Nolife également qui, par un mécanisme peut-être pas totalement distinct du lavage de cerveau, a fini de me faire adhérer à la J-Music au delà de quelques génériques. Il en faut beaucoup pour me faire sortir de mon antre et sans eux je ne serais probablement allé à aucun des concerts de J-Music auxquels j'ai assisté, dans des genres assez divers (sans exhaustivité : 2x °C-ute, 2x Scandal, 2x Uplift Spice, World Order, 2x JAM Project, Moumoon...).

Et Nolife également qui m'aura réconcilié avec (la :p ) Japan Expo, dont ma seule expérience au CNIT La Défense en 2003 n'avait pas été des plus agréables.
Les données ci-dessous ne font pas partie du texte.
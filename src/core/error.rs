use std::io;
use thiserror::Error;

use crate::core::http::FetchError;
use crate::core::vcs::VcsError;

#[derive(Error, Debug)]
pub enum ScoutError {
    #[error("I/O error: {0}")]
    IoError(#[from] io::Error),
    #[error("JSON error: {0}")]
    JsonError(#[from] serde_json::Error),
    #[error("Config file error: {0}")]
    TomlError(#[from] toml::de::Error),
    #[error("URL error: {0}")]
    UrlError(#[from] url::ParseError),
    #[error("HTTP error: {0}")]
    FetchError(#[from] FetchError),
    #[error("VCS error: {0}")]
    VcsError(#[from] VcsError),
    #[error("Configuration error: {0}")]
    ConfigError(String),
    #[error("Credential error: {0}")]
    CredentialError(String),
    #[error("Validation error: {0}")]
    ValidationError(String),
    #[error("Workspace error: {0}")]
    WorkspaceError(String),
}

pub type Result<T> = std::result::Result<T, ScoutError>;
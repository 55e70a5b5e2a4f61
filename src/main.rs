//! Camel CLI entry point

fn main() {
    // Initialize structured logging with env-based filter, defaulting to info
    let _ = tracing_subscriber::fmt()
        .with_env_filter(
            tracing_subscriber::EnvFilter::try_from_default_env()
                .unwrap_or_else(|_| tracing_subscriber::EnvFilter::new("info")),
        )
        .with_writer(std::io::stderr)
        .try_init();

    camel::cli::run();
}
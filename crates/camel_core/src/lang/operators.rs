//! Operator vocabulary.
//!
//! This module defines the canonical operator set (symbol operators like `+` and word operators like `eq`) along with
//! the metadata the expression parser is driven by: precedence, associativity, fixity and the node kind an application
//! of the operator produces.
//!
//! ## Notes
//! - Lookup via [`from_str`] is **case-sensitive**.
//! - Some operators have both a prefix and an infix form (`-`, `+`). Use [`infix_info`] / [`prefix_info`] /
//!   [`postfix_info`] to pick the role; [`info_for`] returns the first entry.
//! - `precedence` follows the usual operator table: higher binds tighter. The absolute scale is shared with the
//!   parser through the constants in [`precedence`].
//! - [`Associativity::Chain`] operators may appear several times in one chain (`$a < $b <= $c`) unless the operator is
//!   listed in [`crate::lang::token_sets::UNCHAINABLE_OPERATORS`].
//!
//! ## Examples
//! ```rust
//! use camel_core::lang::kinds::SyntaxKind;
//! use camel_core::lang::operators::{self, Associativity};
//!
//! assert_eq!(operators::from_str("**"), Some(SyntaxKind::Pow));
//! let pow = operators::infix_info(SyntaxKind::Pow).map(|info| info.associativity);
//! assert_eq!(pow, Some(Associativity::Right));
//! ```

use super::kinds::SyntaxKind;

/// Define how operators associate when repeated.
#[derive(Debug, Clone, Copy, PartialEq, Eq, Hash)]
pub enum Associativity {
    Left,
    Right,
    /// `a .. b .. c` is a syntax error.
    NonAssoc,
    /// Comparisons: `a < b < c` is read as a chain.
    Chain,
}

/// Define where an operator sits relative to its operand(s).
#[derive(Debug, Clone, Copy, PartialEq, Eq, Hash)]
pub enum Fixity {
    Infix,
    Prefix,
    Postfix,
}

/// Binding strengths shared by the registry and the parser.
pub mod precedence {
    pub const LOW_OR: u8 = 10;
    pub const LOW_AND: u8 = 20;
    pub const LOW_NOT: u8 = 30;
    pub const LIST_OP: u8 = 40;
    pub const COMMA: u8 = 50;
    pub const ASSIGN: u8 = 60;
    pub const TERNARY: u8 = 70;
    pub const RANGE: u8 = 80;
    pub const OR: u8 = 90;
    pub const AND: u8 = 100;
    pub const BIT_OR: u8 = 110;
    pub const BIT_AND: u8 = 120;
    pub const EQUALITY: u8 = 130;
    pub const RELATIONAL: u8 = 140;
    pub const ISA: u8 = 150;
    pub const NAMED_UNARY: u8 = 160;
    pub const SHIFT: u8 = 170;
    pub const ADDITIVE: u8 = 180;
    pub const MULTIPLICATIVE: u8 = 190;
    pub const BINDING: u8 = 200;
    pub const UNARY: u8 = 210;
    pub const POW: u8 = 220;
    pub const INC_DEC: u8 = 230;
    pub const ARROW: u8 = 240;
}

/// Metadata for an operator.
#[derive(Debug, Clone, Copy)]
pub struct OperatorInfo {
    pub kind: SyntaxKind,
    pub spellings: &'static [&'static str],
    pub precedence: u8,
    pub associativity: Associativity,
    pub fixity: Fixity,
    /// Node kind wrapping an application of the operator.
    pub node: SyntaxKind,
}

impl OperatorInfo {
    /// Return `true` if the spelling is a reserved word (`eq`, `and`, ...).
    pub fn is_word(&self) -> bool {
        self.spellings
            .first()
            .is_some_and(|s| s.chars().all(|c| c.is_ascii_alphabetic()))
    }
}

use Associativity::{Chain, Left, NonAssoc, Right};
use Fixity::{Infix, Postfix, Prefix};
use SyntaxKind as K;
use precedence as p;

/// Registry of all operators.
pub const OPERATORS: &[OperatorInfo] = &[
    // Low-precedence logic
    op(K::LowOr, &["or"], p::LOW_OR, Left, Infix, K::LowOrExpr),
    op(K::LowXor, &["xor"], p::LOW_OR, Left, Infix, K::LowOrExpr),
    op(K::LowAnd, &["and"], p::LOW_AND, Left, Infix, K::LowAndExpr),
    op(K::LowNot, &["not"], p::LOW_NOT, Right, Prefix, K::LowNotExpr),
    // Comma
    op(K::Comma, &[","], p::COMMA, Left, Infix, K::CommaExpr),
    op(K::FatComma, &["=>"], p::COMMA, Left, Infix, K::CommaExpr),
    // Assignment
    op(K::Assign, &["="], p::ASSIGN, Right, Infix, K::AssignExpr),
    op(K::PlusAssign, &["+="], p::ASSIGN, Right, Infix, K::AssignExpr),
    op(K::MinusAssign, &["-="], p::ASSIGN, Right, Infix, K::AssignExpr),
    op(K::StarAssign, &["*="], p::ASSIGN, Right, Infix, K::AssignExpr),
    op(K::SlashAssign, &["/="], p::ASSIGN, Right, Infix, K::AssignExpr),
    op(K::PercentAssign, &["%="], p::ASSIGN, Right, Infix, K::AssignExpr),
    op(K::PowAssign, &["**="], p::ASSIGN, Right, Infix, K::AssignExpr),
    op(K::ConcatAssign, &[".="], p::ASSIGN, Right, Infix, K::AssignExpr),
    op(K::RepeatAssign, &["x="], p::ASSIGN, Right, Infix, K::AssignExpr),
    op(K::AndAndAssign, &["&&="], p::ASSIGN, Right, Infix, K::AssignExpr),
    op(K::OrOrAssign, &["||="], p::ASSIGN, Right, Infix, K::AssignExpr),
    op(K::DefinedOrAssign, &["//="], p::ASSIGN, Right, Infix, K::AssignExpr),
    op(K::BitAndAssign, &["&="], p::ASSIGN, Right, Infix, K::AssignExpr),
    op(K::BitOrAssign, &["|="], p::ASSIGN, Right, Infix, K::AssignExpr),
    op(K::BitXorAssign, &["^="], p::ASSIGN, Right, Infix, K::AssignExpr),
    op(K::ShiftLeftAssign, &["<<="], p::ASSIGN, Right, Infix, K::AssignExpr),
    op(K::ShiftRightAssign, &[">>="], p::ASSIGN, Right, Infix, K::AssignExpr),
    // Ternary
    op(K::Question, &["?"], p::TERNARY, Right, Infix, K::TernaryExpr),
    // Range
    op(K::Range, &[".."], p::RANGE, NonAssoc, Infix, K::RangeExpr),
    op(K::Ellipsis, &["..."], p::RANGE, NonAssoc, Infix, K::RangeExpr),
    // Logic
    op(K::OrOr, &["||"], p::OR, Left, Infix, K::OrExpr),
    op(K::DefinedOr, &["//"], p::OR, Left, Infix, K::OrExpr),
    op(K::AndAnd, &["&&"], p::AND, Left, Infix, K::AndExpr),
    op(K::BitOr, &["|"], p::BIT_OR, Left, Infix, K::BitOrExpr),
    op(K::BitXor, &["^"], p::BIT_OR, Left, Infix, K::BitOrExpr),
    op(K::BitAnd, &["&"], p::BIT_AND, Left, Infix, K::BitAndExpr),
    // Equality
    op(K::NumEq, &["=="], p::EQUALITY, Chain, Infix, K::EqualityExpr),
    op(K::NumNe, &["!="], p::EQUALITY, Chain, Infix, K::EqualityExpr),
    op(K::NumCmp, &["<=>"], p::EQUALITY, Chain, Infix, K::EqualityExpr),
    op(K::StrEq, &["eq"], p::EQUALITY, Chain, Infix, K::EqualityExpr),
    op(K::StrNe, &["ne"], p::EQUALITY, Chain, Infix, K::EqualityExpr),
    op(K::StrCmp, &["cmp"], p::EQUALITY, Chain, Infix, K::EqualityExpr),
    op(K::SmartMatch, &["~~"], p::EQUALITY, Chain, Infix, K::EqualityExpr),
    // Relational
    op(K::NumLt, &["<"], p::RELATIONAL, Chain, Infix, K::RelationalExpr),
    op(K::NumGt, &[">"], p::RELATIONAL, Chain, Infix, K::RelationalExpr),
    op(K::NumLe, &["<="], p::RELATIONAL, Chain, Infix, K::RelationalExpr),
    op(K::NumGe, &[">="], p::RELATIONAL, Chain, Infix, K::RelationalExpr),
    op(K::StrLt, &["lt"], p::RELATIONAL, Chain, Infix, K::RelationalExpr),
    op(K::StrGt, &["gt"], p::RELATIONAL, Chain, Infix, K::RelationalExpr),
    op(K::StrLe, &["le"], p::RELATIONAL, Chain, Infix, K::RelationalExpr),
    op(K::StrGe, &["ge"], p::RELATIONAL, Chain, Infix, K::RelationalExpr),
    op(K::Isa, &["isa"], p::ISA, NonAssoc, Infix, K::IsaExpr),
    // Arithmetic
    op(K::ShiftLeft, &["<<"], p::SHIFT, Left, Infix, K::ShiftExpr),
    op(K::ShiftRight, &[">>"], p::SHIFT, Left, Infix, K::ShiftExpr),
    op(K::Plus, &["+"], p::ADDITIVE, Left, Infix, K::AddExpr),
    op(K::Minus, &["-"], p::ADDITIVE, Left, Infix, K::AddExpr),
    op(K::Concat, &["."], p::ADDITIVE, Left, Infix, K::AddExpr),
    op(K::Star, &["*"], p::MULTIPLICATIVE, Left, Infix, K::MulExpr),
    op(K::Slash, &["/"], p::MULTIPLICATIVE, Left, Infix, K::MulExpr),
    op(K::Percent, &["%"], p::MULTIPLICATIVE, Left, Infix, K::MulExpr),
    op(K::Repeat, &["x"], p::MULTIPLICATIVE, Left, Infix, K::MulExpr),
    op(K::Match, &["=~"], p::BINDING, Left, Infix, K::MatchExpr),
    op(K::NotMatch, &["!~"], p::BINDING, Left, Infix, K::MatchExpr),
    // Unary
    op(K::Not, &["!"], p::UNARY, Right, Prefix, K::UnaryExpr),
    op(K::Tilde, &["~"], p::UNARY, Right, Prefix, K::UnaryExpr),
    op(K::Backslash, &["\\"], p::UNARY, Right, Prefix, K::RefExpr),
    op(K::Minus, &["-"], p::UNARY, Right, Prefix, K::UnaryExpr),
    op(K::Plus, &["+"], p::UNARY, Right, Prefix, K::UnaryExpr),
    op(K::FileTest, &["-e"], p::NAMED_UNARY, Right, Prefix, K::FileTestExpr),
    op(K::Pow, &["**"], p::POW, Right, Infix, K::PowExpr),
    op(K::PlusPlus, &["++"], p::INC_DEC, NonAssoc, Prefix, K::PrefixIncDec),
    op(K::MinusMinus, &["--"], p::INC_DEC, NonAssoc, Prefix, K::PrefixIncDec),
    op(K::PlusPlus, &["++"], p::INC_DEC, NonAssoc, Postfix, K::SuffixIncDec),
    op(K::MinusMinus, &["--"], p::INC_DEC, NonAssoc, Postfix, K::SuffixIncDec),
    op(K::Arrow, &["->"], p::ARROW, Left, Postfix, K::MethodCall),
];

/// Resolve a spelling to an operator kind.
pub fn from_str(spelling: &str) -> Option<SyntaxKind> {
    OPERATORS
        .iter()
        .find(|info| info.spellings.contains(&spelling))
        .map(|info| info.kind)
}

/// Resolve a spelling to a word-operator kind (`lt`, `eq`, `and`, `x`, ...).
pub fn word_operator(spelling: &str) -> Option<SyntaxKind> {
    OPERATORS
        .iter()
        .filter(|info| info.is_word())
        .find(|info| info.spellings.contains(&spelling))
        .map(|info| info.kind)
}

/// First registry entry for `kind`.
pub fn info_for(kind: SyntaxKind) -> Option<&'static OperatorInfo> {
    OPERATORS.iter().find(|info| info.kind == kind)
}

/// Registry entry for `kind` used as a binary operator.
pub fn infix_info(kind: SyntaxKind) -> Option<&'static OperatorInfo> {
    lookup(kind, Fixity::Infix)
}

/// Registry entry for `kind` used as a prefix operator.
pub fn prefix_info(kind: SyntaxKind) -> Option<&'static OperatorInfo> {
    lookup(kind, Fixity::Prefix)
}

/// Registry entry for `kind` used as a postfix operator.
pub fn postfix_info(kind: SyntaxKind) -> Option<&'static OperatorInfo> {
    lookup(kind, Fixity::Postfix)
}

/// Canonical spelling of an operator kind.
pub fn as_str(kind: SyntaxKind) -> Option<&'static str> {
    info_for(kind).and_then(|info| info.spellings.first().copied())
}

fn lookup(kind: SyntaxKind, fixity: Fixity) -> Option<&'static OperatorInfo> {
    OPERATORS.iter().find(|info| info.kind == kind && info.fixity == fixity)
}

const fn op(
    kind: SyntaxKind,
    spellings: &'static [&'static str],
    precedence: u8,
    associativity: Associativity,
    fixity: Fixity,
    node: SyntaxKind,
) -> OperatorInfo {
    OperatorInfo {
        kind,
        spellings,
        precedence,
        associativity,
        fixity,
        node,
    }
}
Bon, certes, j'y passais 60% de mon temps sur leur stand ou dans le Live House (aujourd'hui "Scène Karasu" - la zone réservée à des mini concerts). Certains se rappelleront peut-être même d'un cosplay tiré de Mobile Suit Gundam Seed (uniforme de l'alliance) sur lequel, malgré un résultat discutable, je n'ai pas compté les heures. Ne cherchez pas de photos sur le net (ou si vous en trouvez, envoyez-moi le lien :D).

De la théorie à la pratique

Nolife m'aura fait bouger. Et pas uniquement pour aller en concert et convention.
La passion renouvelée pour le Japon se sera traduite notamment par une étude du Japonais - trop superficielle à mon goût et dont je regrette depuis de ne pas l'avoir commencée plus tôt, dès mes années d'études. Au delà de l'utilité - si je bafouille, cela permet malgré tout de s'ouvrir des portes et des lieux autrement difficiles d'accès - cette étude aura été une respiration intellectuelle dans une phase toxique niveau professionnel. Aurais-je sauté le pas sans eux ? Honnêtement je n'en suis pas sûr. Et elle m'aura permis des rencontres ou d'améliorer des échanges lors de divers dédicaces/handshake, ou avec de parfaits anonymes.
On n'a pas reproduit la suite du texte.